- **TASK BRIEF**:
Below are lines of data, and only some are wanted. Please repeat exactly those from the line that has "the given settings" through the line that has "if let Some(species)".

(Stored items)
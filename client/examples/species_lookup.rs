//! Species Lookup Example
//!
//! Fetches a species from the provider and prints its stats and type matchups.
//! Set TYPEDEX_API_URL to point at another provider.
//!
//! Usage: cargo run --example species_lookup -- garchomp

use std::env;

use anyhow::{Context, Result};
use typedex_client::{ClientConfig, FetchError, SpeciesClient};

#[tokio::main]
async fn main() -> Result<()> {
    tracing_subscriber::fmt::init();

    let term = env::args()
        .nth(1)
        .context("Usage: species_lookup NAME")?;
    let client = SpeciesClient::new(ClientConfig::from_env())?;

    let species = match client.fetch_species(&term).await {
        Ok(species) => species,
        Err(e) if e.is_not_found() => {
            let suggestions = client.search_indexed(&term).await.unwrap_or_default();
            println!("No species named {:?}", term);
            if !suggestions.is_empty() {
                println!("Did you mean:");
                for s in suggestions {
                    println!("  #{} {}", s.id, s.name);
                }
            }
            return Ok(());
        }
        Err(e @ FetchError::Unavailable(_)) => {
            println!("Species provider unavailable: {}", e);
            return Ok(());
        }
        Err(e) => return Err(e.into()),
    };

    let types: Vec<String> = species.types.iter().map(|t| t.to_string()).collect();
    println!("#{} {} [{}]", species.id, species.name, types.join("/"));
    if let Some(image) = &species.image {
        println!("{}", image);
    }

    println!("\nBase stats ({} total)", species.base_stat_total());
    for stat in &species.stats {
        println!("  {:<16} {:>3}", stat.name, stat.value);
    }

    if !species.moves.is_empty() {
        println!("\nMoves: {}", species.moves.join(", "));
    }

    let defense = species.defense();
    println!("\nWeak to:");
    for t in &defense.weaknesses {
        println!("  {:<10} x{}", t, defense.multiplier(*t));
    }
    println!("Resists:");
    for t in &defense.resistances {
        println!("  {:<10} x{}", t, defense.multiplier(*t));
    }
    if !defense.immunities.is_empty() {
        let immune: Vec<String> = defense.immunities.iter().map(|t| t.to_string()).collect();
        println!("Immune to: {}", immune.join(", "));
    }

    let offense = species.offense();
    let hits: Vec<String> = offense
        .super_effective
        .iter()
        .map(|t| t.to_string())
        .collect();
    println!("\nSame-type attacks hit hard: {}", hits.join(", "));

    Ok(())
}
//! Type Calculator Example
//!
//! Prints the defensive and offensive profile for one or two types.
//!
//! Usage: cargo run --example type_calculator -- ghost dark

use std::env;

use anyhow::{Context, Result};
use typedex_chart::{DefenseTiers, Type, Typing, analyze_defense, analyze_offense};

fn names(types: &[Type]) -> String {
    if types.is_empty() {
        return "-".to_string();
    }
    types
        .iter()
        .map(|t| t.to_string())
        .collect::<Vec<_>>()
        .join(", ")
}

fn main() -> Result<()> {
    let labels: Vec<String> = env::args().skip(1).collect();
    let typing = Typing::parse(&labels).context("Usage: type_calculator TYPE [TYPE]")?;
    let types = typing.types();

    println!("=== {} ===\n", typing);

    let defense = analyze_defense(&types);
    println!("Defense");
    for (label, tier) in DefenseTiers::from_profile(&defense).sections() {
        println!("  {:>6}  {}", label, names(tier));
    }

    let offense = analyze_offense(&types);
    println!("\nOffense");
    println!("  super effective     {}", names(&offense.super_effective));
    println!("  not very effective  {}", names(&offense.not_very_effective));
    println!("  no effect           {}", names(&offense.no_effect));

    Ok(())
}
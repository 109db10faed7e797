//! Team Coverage Example
//!
//! Builds a team from up to six species names and reports shared weaknesses.
//!
//! Usage: cargo run --example team_coverage -- gyarados lapras vaporeon garchomp

use std::env;

use anyhow::Result;
use typedex_chart::Type;
use typedex_client::{ClientConfig, SpeciesClient};
use typedex_team::{NewMember, TeamError, TeamStore};

fn list(types: &[Type]) -> String {
    if types.is_empty() {
        return "none".to_string();
    }
    types
        .iter()
        .map(|t| t.to_string())
        .collect::<Vec<_>>()
        .join(", ")
}

#[tokio::main]
async fn main() -> Result<()> {
    tracing_subscriber::fmt::init();

    let client = SpeciesClient::new(ClientConfig::from_env())?;
    let mut team = TeamStore::new();

    for name in env::args().skip(1) {
        let species = match client.fetch_species(&name).await {
            Ok(species) => species,
            Err(e) => {
                println!("Skipping {}: {}", name, e);
                continue;
            }
        };

        match team.add(NewMember::from(&species)) {
            Ok(_) => println!("Added {}", species.name),
            Err(TeamError::Full(max)) => {
                println!("Team already has {} members, ignoring the rest", max);
                break;
            }
            Err(e) => println!("Skipping {}: {}", species.name, e),
        }
    }

    let Some(coverage) = team.coverage() else {
        println!("Team is empty");
        return Ok(());
    };

    println!("\n{:<10} {:>5} {:>7}", "Type", "Weak", "Resist");
    for t in Type::ALL {
        println!(
            "{:<10} {:>5} {:>7}",
            t,
            coverage.weak_count(t),
            coverage.resist_count(t)
        );
    }

    println!("\nThreats: {}", list(&coverage.threats()));
    println!("Covered: {}", list(&coverage.covered()));

    Ok(())
}
//! Head-to-head comparison of two species

use typedex_chart::has_type_advantage;

use crate::species::Species;

/// Which side holds a type advantage
#[derive(Debug, Clone, Copy, PartialEq, Eq)]
pub enum Outcome {
    /// Only the left species hits the other's weaknesses
    Left,
    /// Only the right species hits the other's weaknesses
    Right,
    /// Both species hit each other's weaknesses
    Both,
    /// Neither side has an advantage
    Neutral,
}

/// Difference for one stat, left minus right
#[derive(Debug, Clone, PartialEq, Eq)]
pub struct StatDiff {
    pub name: String,
    pub left: u32,
    pub right: u32,
}

impl StatDiff {
    pub fn diff(&self) -> i64 {
        i64::from(self.left) - i64::from(self.right)
    }
}

/// Comparison of two species: stats side by side plus type advantage
#[derive(Debug, Clone)]
pub struct Versus<'a> {
    pub left: &'a Species,
    pub right: &'a Species,
}

impl<'a> Versus<'a> {
    pub fn new(left: &'a Species, right: &'a Species) -> Self {
        Self { left, right }
    }

    /// Stats paired by position; extra stats on either side are dropped
    pub fn stat_diffs(&self) -> Vec<StatDiff> {
        self.left
            .stats
            .iter()
            .zip(&self.right.stats)
            .map(|(l, r)| StatDiff {
                name: l.name.clone(),
                left: l.value,
                right: r.value,
            })
            .collect()
    }

    /// Whether one of the left species' types is a weakness of the right one
    pub fn left_has_advantage(&self) -> bool {
        has_type_advantage(&self.left.types, &self.right.types)
    }

    /// Whether one of the right species' types is a weakness of the left one
    pub fn right_has_advantage(&self) -> bool {
        has_type_advantage(&self.right.types, &self.left.types)
    }

    pub fn outcome(&self) -> Outcome {
        match (self.left_has_advantage(), self.right_has_advantage()) {
            (true, true) => Outcome::Both,
            (true, false) => Outcome::Left,
            (false, true) => Outcome::Right,
            (false, false) => Outcome::Neutral,
        }
    }
}

#[cfg(test)]
mod tests {
    use super::*;
    use crate::species::BaseStat;
    use typedex_chart::Type;

    fn species(name: &str, types: &[Type], stats: &[u32]) -> Species {
        let names = ["hp", "attack", "defense", "special-attack", "special-defense", "speed"];
        Species {
            id: 0,
            name: name.to_string(),
            types: types.to_vec(),
            image: None,
            stats: names
                .iter()
                .zip(stats)
                .map(|(n, v)| BaseStat {
                    name: n.to_string(),
                    value: *v,
                })
                .collect(),
            moves: vec![],
        }
    }

    #[test]
    fn test_stat_diffs() {
        let pikachu = species("pikachu", &[Type::Electric], &[35, 55, 40, 50, 50, 90]);
        let gyarados = species(
            "gyarados",
            &[Type::Water, Type::Flying],
            &[95, 125, 79, 60, 100, 81],
        );
        let versus = Versus::new(&pikachu, &gyarados);
        let diffs = versus.stat_diffs();

        assert_eq!(diffs.len(), 6);
        assert_eq!(diffs[0].name, "hp");
        assert_eq!(diffs[0].diff(), -60);
        assert_eq!(diffs[5].name, "speed");
        assert_eq!(diffs[5].diff(), 9);
    }

    #[test]
    fn test_stat_diffs_uneven_lengths() {
        let a = species("a", &[Type::Normal], &[10, 20, 30]);
        let b = species("b", &[Type::Normal], &[5, 5]);
        assert_eq!(Versus::new(&a, &b).stat_diffs().len(), 2);
    }

    #[test]
    fn test_outcome() {
        let pikachu = species("pikachu", &[Type::Electric], &[]);
        let gyarados = species("gyarados", &[Type::Water, Type::Flying], &[]);
        let garchomp = species("garchomp", &[Type::Dragon, Type::Ground], &[]);
        let snorlax = species("snorlax", &[Type::Normal], &[]);

        assert_eq!(Versus::new(&pikachu, &gyarados).outcome(), Outcome::Left);
        assert_eq!(Versus::new(&pikachu, &garchomp).outcome(), Outcome::Right);
        assert_eq!(Versus::new(&garchomp, &garchomp).outcome(), Outcome::Both);
        assert_eq!(Versus::new(&snorlax, &snorlax).outcome(), Outcome::Neutral);
    }
}
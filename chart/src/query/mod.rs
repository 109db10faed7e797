//! Effectiveness queries
//!
//! [`analyze_defense`] and [`analyze_offense`] classify every type against a
//! typing; the matchup helpers answer narrower questions on top of them.

mod analysis;
mod matchup;

pub use analysis::{
    DefenseProfile, OffenseProfile, analyze_defense, analyze_offense, defense_multipliers,
    offense_multipliers,
};
pub use matchup::{has_type_advantage, resistances, weaknesses};
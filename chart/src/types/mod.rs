//! Domain types for type effectiveness

mod pokemon_type;
mod typing;

pub use pokemon_type::{TYPE_CHART, TYPE_COUNT, Type, multiplier};
pub use typing::{MAX_TYPES, Multipliers, Typing};
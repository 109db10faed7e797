//! Async client for the species provider.
//!
//! [`SpeciesClient`] fetches species and the full species name list, caches
//! both in memory, and hands species types to the `typedex-chart` analyses.
//!
//! # Example Usage
//!
//! ```ignore
//! use typedex_client::{ClientConfig, SpeciesClient};
//!
//! let client = SpeciesClient::new(ClientConfig::from_env())?;
//! let garchomp = client.fetch_species("garchomp").await?;
//! let defense = client.defense_for("garchomp").await?;
//! println!("{} is weak to {:?}", garchomp.name, defense.weaknesses);
//! ```

mod config;
mod error;
mod state;

use std::sync::Arc;

use reqwest::StatusCode;
use tokio::sync::RwLock;

pub use config::{API_URL_ENV, ClientConfig, POKEAPI_URL};
pub use error::FetchError;
pub use typedex_chart::{DefenseProfile, OffenseProfile, Type};
pub use typedex_species::{Species, SpeciesRef, Versus};

use state::ClientState;
use typedex_chart::{analyze_defense, analyze_offense};
use typedex_species::{parse_species, parse_species_list, search_indexed, search_names};

/// Species provider client
///
/// Cloning is cheap; clones share the HTTP connection pool and the cache.
#[derive(Clone)]
pub struct SpeciesClient {
    inner: Arc<Inner>,
}

struct Inner {
    http: reqwest::Client,
    config: ClientConfig,
    state: RwLock<ClientState>,
}

impl SpeciesClient {
    /// Build a client with the given settings
    pub fn new(config: ClientConfig) -> Result<Self, FetchError> {
        let http = reqwest::Client::builder().timeout(config.timeout).build()?;
        Ok(Self {
            inner: Arc::new(Inner {
                http,
                config,
                state: RwLock::new(ClientState::new()),
            }),
        })
    }

    pub fn config(&self) -> &ClientConfig {
        &self.inner.config
    }

    /// Fetch one species by name (case-insensitive)
    pub async fn fetch_species(&self, name: &str) -> Result<Species, FetchError> {
        let key = name.trim().to_lowercase();
        if key.is_empty() {
            return Err(FetchError::EmptyName);
        }

        let ttl = self.inner.config.species_ttl;
        if let Some(species) = self.inner.state.read().await.fresh_species(&key, ttl) {
            tracing::debug!(name = %key, "Species cache hit");
            return Ok(species);
        }

        let url = self.inner.config.species_url(&key);
        let body = match self.get(&url).await {
            Ok(body) => body,
            Err(FetchError::Status { status: 404, .. }) => {
                tracing::debug!(name = %key, "Species not found");
                return Err(FetchError::NotFound(key));
            }
            Err(e) => return Err(e),
        };
        let species = parse_species(&body, self.inner.config.moves_limit)?;

        self.inner
            .state
            .write()
            .await
            .store_species(key, species.clone(), ttl);
        Ok(species)
    }

    /// Fetch every species id and name, in provider order
    ///
    /// The list is fetched once per client and reused afterwards.
    pub async fn fetch_species_list(&self) -> Result<Arc<Vec<SpeciesRef>>, FetchError> {
        if let Some(list) = self.inner.state.read().await.list.clone() {
            return Ok(list);
        }

        let body = self.get(&self.inner.config.list_url()).await?;
        let list = Arc::new(parse_species_list(&body)?);
        tracing::debug!(count = list.len(), "Fetched species list");

        self.inner.state.write().await.list = Some(list.clone());
        Ok(list)
    }

    /// Name suggestions for a partially typed species name
    pub async fn search(&self, term: &str) -> Result<Vec<String>, FetchError> {
        let list = self.fetch_species_list().await?;
        Ok(search_names(list.as_slice(), term)
            .into_iter()
            .map(str::to_string)
            .collect())
    }

    /// Like [`search`](Self::search), keeping each match's provider id
    pub async fn search_indexed(&self, term: &str) -> Result<Vec<SpeciesRef>, FetchError> {
        let list = self.fetch_species_list().await?;
        Ok(search_indexed(list.as_slice(), term)
            .into_iter()
            .map(|(id, name)| SpeciesRef {
                id,
                name: name.to_string(),
            })
            .collect())
    }

    /// Damage a species takes from every attacking type
    pub async fn defense_for(&self, name: &str) -> Result<DefenseProfile, FetchError> {
        let species = self.fetch_species(name).await?;
        Ok(analyze_defense(&species.types))
    }

    /// How well a species' own types hit every defending type
    pub async fn offense_for(&self, name: &str) -> Result<OffenseProfile, FetchError> {
        let species = self.fetch_species(name).await?;
        Ok(analyze_offense(&species.types))
    }

    async fn get(&self, url: &str) -> Result<String, FetchError> {
        tracing::debug!(%url, "GET");

        let response = self.inner.http.get(url).send().await.map_err(|e| {
            tracing::warn!(%url, error = %e, "Species provider request failed");
            FetchError::Unavailable(e)
        })?;

        let status = response.status();
        if !status.is_success() {
            if status != StatusCode::NOT_FOUND {
                tracing::warn!(%url, status = status.as_u16(), "Species provider returned an error");
            }
            return Err(FetchError::Status {
                url: url.to_string(),
                status: status.as_u16(),
            });
        }

        Ok(response.text().await?)
    }
}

- **ANSWER**:
    /// Build a client with the given settings
    pub fn new(config: ClientConfig) -> Result<Self, FetchError> {
        let http = reqwest::Client::builder().timeout(config.timeout).build()?;
        Ok(Self {
            inner: Arc::new(Inner {
                http,
                config,
                state: RwLock::new(ClientState::new()),
            }),
        })
    }

    pub fn config(&self) -> &ClientConfig {
        &self.inner.config
    }

    /// Fetch one species by name (case-insensitive)
    pub async fn fetch_species(&self, name: &str) -> Result<Species, FetchError> {
        let key = name.trim().to_lowercase();
        if key.is_empty() {
            return Err(FetchError::EmptyName);
        }

        let ttl = self.inner.config.species_ttl;
        if let Some(species) = self.inner.state.read().await.fresh_species(&key, ttl) {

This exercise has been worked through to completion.